*** Opening Excerpted records ***
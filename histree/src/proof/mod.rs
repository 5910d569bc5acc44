//! Inclusion proofs: extraction from a [`HistoryTree`], and verification

use serde::{Deserialize, Serialize};

use crate::{
    error::{Error, Result},
    hash::{hash_merge, hash_single, value_digest, Digest},
    table::NodeRecord,
    HistoryTree,
};

mod codec;
pub use codec::{DecodeError, EncodeError};


/// A single hop from a node to its parent
///
/// Each variant says how the parent was computed from the node being proven (`cur`)
#[derive(Debug, Clone, Copy, PartialEq, Eq, Hash, Serialize, Deserialize)]
#[serde(rename_all = "camelCase")]
pub enum ProofStep {
    /// The sibling was on the left: `parent = hash_merge(sibling, cur)`
    Left(Digest),
    /// The sibling was on the right: `parent = hash_merge(cur, sibling)`
    Right(Digest),
    /// The node was promoted on its own: `parent = hash_single(cur)`
    Promote,
}

impl ProofStep {
    /// Compute the parent of `cur` through this step
    #[inline]
    #[must_use]
    pub fn apply(self, cur: Digest) -> Digest {
        match self {
            Self::Left(sibling) => hash_merge(sibling, cur),
            Self::Right(sibling) => hash_merge(cur, sibling),
            Self::Promote => hash_single(cur),
        }
    }

    /// The sibling hash carried by this step, if any
    #[inline]
    #[must_use]
    pub fn sibling(self) -> Option<Digest> {
        match self {
            Self::Left(sibling) | Self::Right(sibling) => Some(sibling),
            Self::Promote => None,
        }
    }
}

/// Proof that `leaf` was accumulated into the tree with root `root`
///
/// ```rust
/// # use histree::{hash::value_digest, history};
/// let (tree, _ledger) = history! {
///     "a" => 4u64,
///     "c" => 7u64,
///     "e" => 9u64,
/// };
///
/// let proof = tree.prove_value(tree.root(), "c").unwrap();
///
/// assert_eq!(proof.leaf(), value_digest("c"));
/// assert!(proof.verify());
/// ```
#[derive(Debug, Clone, PartialEq, Eq, Hash, Serialize, Deserialize)]
#[serde(rename_all = "camelCase")]
pub struct InclusionProof {
    root: Digest,
    leaf: Digest,
    steps: Vec<ProofStep>,
}

impl InclusionProof {
    /// Assemble a proof from its parts, e.g. one received from elsewhere
    #[must_use]
    pub fn new(root: Digest, leaf: Digest, steps: Vec<ProofStep>) -> Self {
        Self { root, leaf, steps }
    }

    /// The root this proof leads to
    #[inline]
    #[must_use]
    pub fn root(&self) -> Digest {
        self.root
    }

    /// The leaf this proof starts from
    #[inline]
    #[must_use]
    pub fn leaf(&self) -> Digest {
        self.leaf
    }

    /// Every hop from the leaf up to the root, lowest first
    #[inline]
    #[must_use]
    pub fn steps(&self) -> &[ProofStep] {
        &self.steps
    }

    /// The sibling hashes, from the leaf's sibling to the one just below the root
    ///
    /// Promotions have no sibling, so they contribute nothing to this list
    #[must_use]
    pub fn siblings(&self) -> Vec<Digest> {
        self.steps.iter().filter_map(|step| step.sibling()).collect()
    }

    /// Recombine the leaf with every step, and check the result is the root
    #[must_use]
    pub fn verify(&self) -> bool {
        verify_inclusion(self.root, self.leaf, &self.steps)
    }
}

/// Returns `true` if applying `steps` to `leaf` in order yields `root`
#[must_use]
pub fn verify_inclusion(root: Digest, leaf: Digest, steps: &[ProofStep]) -> bool {
    steps.iter().fold(leaf, |cur, step| step.apply(cur)) == root
}

impl HistoryTree {
    /// Prove that `leaf` is included under `root`
    ///
    /// `leaf` must be a committed value or pair commitment, and `root` must be the current root:
    /// nodes are re-linked as the tree grows, so walks towards an earlier root end at the current
    /// one instead
    ///
    /// # Errors
    ///
    ///  - [`Error::UnknownRoot`] if `root` has no record
    ///  - [`Error::UnknownLeaf`] if `leaf` has no record
    ///  - [`Error::NotALeaf`] if `leaf` is a salt or an internal node
    ///  - [`Error::ProofNotFound`] if the walk from `leaf` never reaches `root`
    #[tracing::instrument(skip(self))]
    pub fn prove_inclusion(&self, root: Digest, leaf: Digest) -> Result<InclusionProof> {
        let table = self.table();

        if !table.contains(&root) {
            return Err(Error::UnknownRoot(root));
        }

        let record = table.get(&leaf).ok_or(Error::UnknownLeaf(leaf))?;
        if !record.is_commit_leaf() {
            return Err(Error::NotALeaf(leaf));
        }

        let not_found = || Error::ProofNotFound { leaf, root };
        let mut steps = Vec::new();
        let mut cur = leaf;

        while cur != root {
            // every hop moves up a level, so a longer walk is a cycle
            if steps.len() >= table.len() {
                return Err(not_found());
            }

            let parent = table
                .get(&cur)
                .and_then(NodeRecord::parent)
                .ok_or_else(not_found)?;
            let children = table
                .get(&parent)
                .map(NodeRecord::children)
                .ok_or_else(not_found)?;

            let step = match *children {
                [only] if only == cur => ProofStep::Promote,
                [left, right] if right == cur => ProofStep::Left(left),
                [left, right] if left == cur => ProofStep::Right(right),
                _ => return Err(not_found()),
            };

            steps.push(step);
            cur = parent;
        }

        tracing::debug!(steps = steps.len(), "found inclusion proof");

        Ok(InclusionProof { root, leaf, steps })
    }

    /// Prove that a revealed `value` is included under `root`
    ///
    /// # Errors
    ///
    /// See [`HistoryTree::prove_inclusion`]
    pub fn prove_value(&self, root: Digest, value: impl AsRef<[u8]>) -> Result<InclusionProof> {
        self.prove_inclusion(root, value_digest(value))
    }
}
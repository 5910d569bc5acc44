use histree::hash::ParseDigestError;

use crate::{config::ConfigError, events::EventLogError};

pub type Result<T> = std::result::Result<T, AppError>;

#[derive(Debug, thiserror::Error)]
pub enum AppError {
    #[error("failed to load config")]
    Config(#[from] ConfigError),

    #[error("invalid log filter")]
    TracingParse(#[from] tracing_subscriber::filter::ParseError),

    #[error("failed to install logger")]
    TracingInit(#[from] tracing_subscriber::util::TryInitError),

    #[error("no event log given, pass --events or set `events` in config.toml")]
    MissingEventLog,

    #[error("invalid digest")]
    Digest(#[from] ParseDigestError),

    #[error("invalid hex salt")]
    Hex(#[from] hex::FromHexError),

    #[error("salt {0} does not fit in a 256-bit word")]
    SaltOutOfRange(String),

    #[error(transparent)]
    History(#[from] histree::Error),

    #[error("failed to sync with the event log")]
    Sync(#[from] histree::ledger::SyncError<EventLogError>),

    #[error(transparent)]
    EventLog(#[from] EventLogError),

    #[error(transparent)]
    Json(#[from] serde_json::Error),

    #[error(transparent)]
    Io(#[from] std::io::Error),
}
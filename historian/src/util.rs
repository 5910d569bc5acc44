use std::path::PathBuf;

pub(crate) fn get_toml_config_file(dir: &str, config_file: &str) -> Option<PathBuf> {
    let mut path_buf = get_base_dir(dir)?;
    path_buf.push("config");
    path_buf.push(format!("{config_file}.toml"));
    Some(path_buf)
}

pub(crate) fn get_base_dir(dir: &str) -> Option<PathBuf> {
    let mut path_buf = PathBuf::new();
    if dir.starts_with("~/") {
        path_buf.push(dirs::home_dir()?);
        path_buf.push(dir.strip_prefix("~/")?);
    } else {
        path_buf.push(dir);
    }
    Some(path_buf)
}
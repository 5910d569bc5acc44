//! Per-level storage of the open edges
//!
//! Slot `i` holds the root of a completed block of `2^i` elements that has not been merged into a
//! larger block yet. After `n` elements have been accumulated, slot `i` is occupied exactly when
//! bit `i` of `n` is set. Level 0 exists but is never occupied, since every append adds two
//! elements.

use crate::hash::Digest;

/// Occupancy array of the accumulator's open edges
#[derive(Debug, Clone, PartialEq, Eq)]
pub struct EdgeStack {
    slots: Vec<Option<Digest>>,
}

impl Default for EdgeStack {
    fn default() -> Self {
        Self::new()
    }
}

impl EdgeStack {
    /// Create an edge stack for an empty tree
    #[must_use]
    pub fn new() -> Self {
        Self { slots: vec![None] }
    }

    /// The number of levels currently tracked, including empty ones
    #[inline]
    #[must_use]
    pub fn levels(&self) -> usize {
        self.slots.len()
    }

    /// The edge waiting at `level`, if any
    #[inline]
    #[must_use]
    pub fn get(&self, level: usize) -> Option<Digest> {
        self.slots.get(level).copied().flatten()
    }

    /// Set or clear the edge at `level`, growing the stack if needed
    pub fn set(&mut self, level: usize, edge: Option<Digest>) {
        if level >= self.slots.len() {
            self.slots.resize(level + 1, None);
        }
        self.slots[level] = edge;
    }

    /// Add a new top level holding `edge`
    pub fn push(&mut self, edge: Digest) {
        self.slots.push(Some(edge));
    }

    /// The indices of the non-empty levels, lowest first
    pub fn occupied_levels(&self) -> impl Iterator<Item = usize> + '_ {
        self.slots
            .iter()
            .enumerate()
            .filter_map(|(level, slot)| slot.map(|_| level))
    }

    /// Iterate over `(level, edge)` for every occupied level, lowest first
    pub fn iter(&self) -> impl Iterator<Item = (usize, Digest)> + '_ {
        self.slots
            .iter()
            .enumerate()
            .filter_map(|(level, slot)| slot.map(|edge| (level, edge)))
    }

    /// Whether the occupied levels are exactly the set bits of `count`
    #[must_use]
    pub fn matches_count(&self, count: u64) -> bool {
        let occupied = self
            .occupied_levels()
            .fold(0u64, |acc, level| acc | (1 << level));

        occupied == count
    }
}
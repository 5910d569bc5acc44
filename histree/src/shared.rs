use std::{borrow::Borrow, sync::Arc};

use parking_lot::{RwLock, RwLockReadGuard};

use crate::{
    commitment::Commitment,
    error::Result,
    hash::{Digest, Hashable},
    ledger::{Ledger, SyncError},
    proof::InclusionProof,
    replay::{events_after, AppendEvent},
    HistoryTree,
};

/// A [`HistoryTree`] that can be shared between threads
///
/// Writers (replays, commits) take the lock for the whole operation, so readers never see a
/// partially applied batch of events. Any number of proofs can be extracted at once
#[derive(Debug, Clone, Default)]
pub struct SharedHistory {
    inner: Arc<RwLock<HistoryTree>>,
}

impl From<HistoryTree> for SharedHistory {
    fn from(tree: HistoryTree) -> Self {
        Self::new(tree)
    }
}

impl SharedHistory {
    /// Share `tree`
    #[must_use]
    pub fn new(tree: HistoryTree) -> Self {
        Self {
            inner: Arc::new(RwLock::new(tree)),
        }
    }

    /// The current root
    #[must_use]
    pub fn root(&self) -> Digest {
        self.inner.read().root()
    }

    /// The running count of the last applied event
    #[must_use]
    pub fn running_count(&self) -> u64 {
        self.inner.read().running_count()
    }

    /// Lock the tree for reading
    ///
    /// Writers are blocked until the guard is dropped
    pub fn read(&self) -> RwLockReadGuard<'_, HistoryTree> {
        self.inner.read()
    }

    /// A copy of the tree as it is now
    #[must_use]
    pub fn snapshot(&self) -> HistoryTree {
        self.inner.read().clone()
    }

    /// Record a commitment locally, see [`HistoryTree::commit`]
    ///
    /// # Errors
    ///
    /// See [`HistoryTree::commit`]
    pub fn commit(&self, value: impl AsRef<[u8]>, salt: impl Hashable) -> Result<Commitment> {
        self.inner.write().commit(value, salt)
    }

    /// Apply a batch of events, see [`HistoryTree::replay`]
    ///
    /// # Errors
    ///
    /// See [`HistoryTree::replay`]
    pub fn apply<I>(&self, events: I) -> Result<Digest>
    where
        I: IntoIterator,
        I::Item: Borrow<AppendEvent>,
    {
        self.inner.write().replay(events)
    }

    /// Fetch new events from `ledger` and apply them
    ///
    /// The lock is not held while fetching. Events another writer applied in the meantime are
    /// skipped
    ///
    /// # Errors
    ///
    /// See [`HistoryTree::sync`]
    pub fn sync<L: Ledger>(&self, ledger: &L) -> Result<Digest, SyncError<L::Error>> {
        let from = self.running_count();
        let events = ledger.events_since(from).map_err(SyncError::Ledger)?;

        let mut tree = self.inner.write();
        let pending = events_after(&events, tree.running_count());
        Ok(tree.replay(pending)?)
    }

    /// Prove inclusion against the current state, see [`HistoryTree::prove_inclusion`]
    ///
    /// # Errors
    ///
    /// See [`HistoryTree::prove_inclusion`]
    pub fn prove_inclusion(&self, root: Digest, leaf: Digest) -> Result<InclusionProof> {
        self.inner.read().prove_inclusion(root, leaf)
    }
}
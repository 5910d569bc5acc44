use serde::{de::Visitor, Deserializer, Serializer};
use serde::{Deserialize, Serialize};

use super::Digest;

impl Serialize for Digest {
    fn serialize<S>(&self, serializer: S) -> Result<S::Ok, S::Error>
    where
        S: Serializer,
    {
        serializer.serialize_str(&self.to_string())
    }
}

impl<'de> Deserialize<'de> for Digest {
    fn deserialize<D>(deserializer: D) -> Result<Self, D::Error>
    where
        D: Deserializer<'de>,
    {
        struct V;
        impl Visitor<'_> for V {
            fn expecting(&self, formatter: &mut std::fmt::Formatter) -> std::fmt::Result {
                formatter.write_str("a 0x-prefixed hex string representing a keccak-256 hash")
            }

            type Value = Digest;

            fn visit_str<E>(self, v: &str) -> Result<Self::Value, E>
            where
                E: serde::de::Error,
            {
                v.parse().map_err(E::custom)
            }

            fn visit_bytes<E>(self, v: &[u8]) -> Result<Self::Value, E>
            where
                E: serde::de::Error,
            {
                let bytes: [u8; 32] = v
                    .try_into()
                    .map_err(|_| E::custom(format!("incorrect number of bytes: {}", v.len())))?;

                Ok(Digest::from_bytes(bytes))
            }
        }

        deserializer.deserialize_str(V)
    }
}
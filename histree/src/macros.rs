/// Macro to build a synced [`HistoryTree`] and the [`MemoryLedger`] it mirrors
///
/// Each `value => salt` pair is inserted through the ledger and synced, in order
///
/// ```rust
/// # use histree::{history, ledger::Ledger};
/// let (tree, ledger) = history! {
///   "a" => 4u64,
///   "c" => 7u64,
/// };
///
/// assert_eq!(tree.root(), ledger.root().unwrap());
/// assert_eq!(tree.running_count(), 4);
/// ```
///
/// # Panics
///
/// Panics if any pair is committed twice
///
/// [`HistoryTree`]: crate::HistoryTree
/// [`MemoryLedger`]: crate::ledger::MemoryLedger
#[macro_export]
macro_rules! history {
    {} => {{ ($crate::HistoryTree::new(), $crate::ledger::MemoryLedger::new()) }};
    { $($value:expr => $salt:expr),+ $(,)? } => {{
        let mut ledger = $crate::ledger::MemoryLedger::new();
        let mut tree = $crate::HistoryTree::new();
        $(
            tree.insert(&mut ledger, $value, $salt).unwrap();
            tree.sync(&ledger).unwrap();
        )+
        (tree, ledger)
    }};
}

#[cfg(test)]
mod tests {
    use crate::{hash::Digest, ledger::Ledger};

    #[test]
    fn simple_syntax_test() {
        let (tree, _) = history! {
            "hello" => 1u64,
            "world" => 2u64  // without trailing comma
        };

        let (other_tree, ledger) = history! {
            "hello" => 1u64,
            "world" => 2u64,  // with trailing comma
        };

        assert_eq!(tree.root(), other_tree.root());
        assert_eq!(tree.root(), ledger.root().unwrap());
        assert_eq!(ledger.events().len(), 2);

        let (empty, empty_ledger) = history! {};
        assert_eq!(empty.root(), Digest::ZERO);
        assert_eq!(empty_ledger.root().unwrap(), Digest::ZERO);

        let (_single, _) = history! { "only" => "salt" };
    }
}
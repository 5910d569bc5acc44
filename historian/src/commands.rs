use std::fs;

use histree::{hash::Digest, ledger::Ledger, Commitment, HistoryTree, InclusionProof};
use serde::Serialize;
use serde_json::{json, Value};

use crate::{
    config::{Config, HistorianCommand},
    errors::{AppError, Result},
    events::EventLog,
    salt::Salt,
};

/// Run the configured command, returning what it should print
pub(crate) fn run(config: &Config) -> Result<Value> {
    match &config.command {
        HistorianCommand::Commit { value, salt } => commit(value, salt),
        HistorianCommand::Replay => replay(&load_events(config)?),
        HistorianCommand::Prove { value, salt, root } => {
            prove(&load_events(config)?, value, salt, root.as_deref())
        }
        HistorianCommand::Verify { proof } => verify(&fs::read_to_string(proof)?),
    }
}

fn load_events(config: &Config) -> Result<EventLog> {
    let path = config.events.as_ref().ok_or(AppError::MissingEventLog)?;
    Ok(EventLog::load(path)?)
}

fn commitment(value: &str, salt: &str) -> Result<Commitment> {
    Ok(Commitment::new(value, Salt::parse(salt)?))
}

fn commit(value: &str, salt: &str) -> Result<Value> {
    Ok(serde_json::to_value(commitment(value, salt)?)?)
}

#[derive(Debug, Serialize)]
#[serde(rename_all = "camelCase")]
struct ReplaySummary {
    root: Digest,
    running_count: u64,
    commitments: u64,
    edge_levels: Vec<usize>,
    matches_log: bool,
}

#[tracing::instrument(skip_all)]
fn replay(log: &EventLog) -> Result<Value> {
    let mut tree = HistoryTree::new();
    let root = tree.sync(log)?;

    let summary = ReplaySummary {
        root,
        running_count: tree.running_count(),
        commitments: tree.commitment_count(),
        edge_levels: tree.edges().occupied_levels().collect(),
        matches_log: root == log.root()?,
    };

    tracing::info!(%root, running_count = summary.running_count, "replayed event log");

    Ok(serde_json::to_value(summary)?)
}

#[derive(Debug, Serialize)]
struct ProofOutput {
    proof: InclusionProof,
    siblings: Vec<Digest>,
}

#[tracing::instrument(skip(log, salt))]
fn prove(log: &EventLog, value: &str, salt: &str, root: Option<&str>) -> Result<Value> {
    let mut tree = HistoryTree::new();
    tree.record_commitment(commitment(value, salt)?)?;
    tree.sync(log)?;

    let root = match root {
        Some(root) => root.parse()?,
        None => tree.root(),
    };

    let proof = tree.prove_value(root, value)?;
    tracing::info!(steps = proof.steps().len(), "proved inclusion");

    let siblings = proof.siblings();
    Ok(serde_json::to_value(ProofOutput { proof, siblings })?)
}

/// Accepts either a bare proof or the output of `prove`
fn verify(json: &str) -> Result<Value> {
    let value = match serde_json::from_str(json)? {
        Value::Object(mut output) if output.contains_key("proof") => {
            output.remove("proof").unwrap_or_default()
        }
        other => other,
    };

    let proof: InclusionProof = serde_json::from_value(value)?;
    let valid = proof.verify();

    if valid {
        tracing::info!(root = %proof.root(), "proof is valid");
    } else {
        tracing::warn!(root = %proof.root(), "proof does not lead to its root");
    }

    Ok(json!({
        "valid": valid,
        "root": proof.root(),
        "leaf": proof.leaf(),
    }))
}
*** Closing Excerpted records ***
* Required action:
If a line in the data above includes the string "formatter", copy it.

* Response:
            fn expecting(&self, formatter: &mut std::fmt::Formatter) -> std::fmt::Result {
                formatter.write_str("a 0x-prefixed hex string representing a keccak-256 hash")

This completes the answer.